DEV Community: Mild King

How to train FLUX.1 for custom emoji generation — dataset size, script, and deployment?

Mild King — Tue, 08 Apr 2025 07:10:55 +0000

I'm working on a personal project where I want to generate custom emoji-style images from text prompts — like turning this:

Flying pig → 🐖 with wings
(see cover image!)

I'm using black-forest-labs/FLUX.1-dev as the base model.

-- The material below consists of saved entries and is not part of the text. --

//! Crawler detection subsystem.
//!
//! # Data Flow
//! ```text
//! User-Agent header (optional)
//!     → classifier.rs (one compiled, case-insensitive alternation)
//!     → bool: automated client or not
//!
//! Compilation (at startup):
//!     signatures.rs (static list)
//!     → escape + join with `|`
//!     → Regex, shared via Arc
//! ```
//!
//! # Design Decisions
//! - Signature list is static policy input, not learned or reloaded
//! - Substring match, so version suffixes and wrappers still match
//! - Absent or non-UTF-8 identity is a human visitor

pub mod classifier;
pub mod signatures;

pub use classifier::CrawlerClassifier;
pub use signatures::BOT_SIGNATURES;
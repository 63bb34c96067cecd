//! Prerender proxy library.
//!
//! Crawlers get stored snapshots, humans get the live upstream with its
//! host rewritten to the canonical origin.

pub mod config;
pub mod detection;
pub mod http;
pub mod lifecycle;
pub mod observability;
pub mod proxy;
pub mod routing;
pub mod store;

pub use config::schema::ProxyConfig;
pub use http::HttpServer;
pub use lifecycle::Shutdown;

It’s a diffusion model similar to Stable Diffusion, but optimized for low-VRAM generation.

What I have:

~25k 512x512 emoji-style images
Captions for each (in .txt files)
A train.json mapping image to caption

dataset/
├── images/image_001.png,...
├── captions/caption_001.txt,...
└── train.json  # [{ "image": "images/image_001.png", "caption": "captions/caption_001.txt" }, ...]

What I need help with:

How many images is “enough”? Is 25k too much or just fine?
Any working training script for FLUX.1?
- I tried one (PyTorch + diffusers), but outputs look like noise.
Best training config?
- Should I freeze VAE/text encoder?
- Recommended batch size, LR, etc?
How do I export the model to ONNX or TFLite?

Planning to use it in a Flutter app later.
A sample setup or any advice would be helpful for beginners to get started.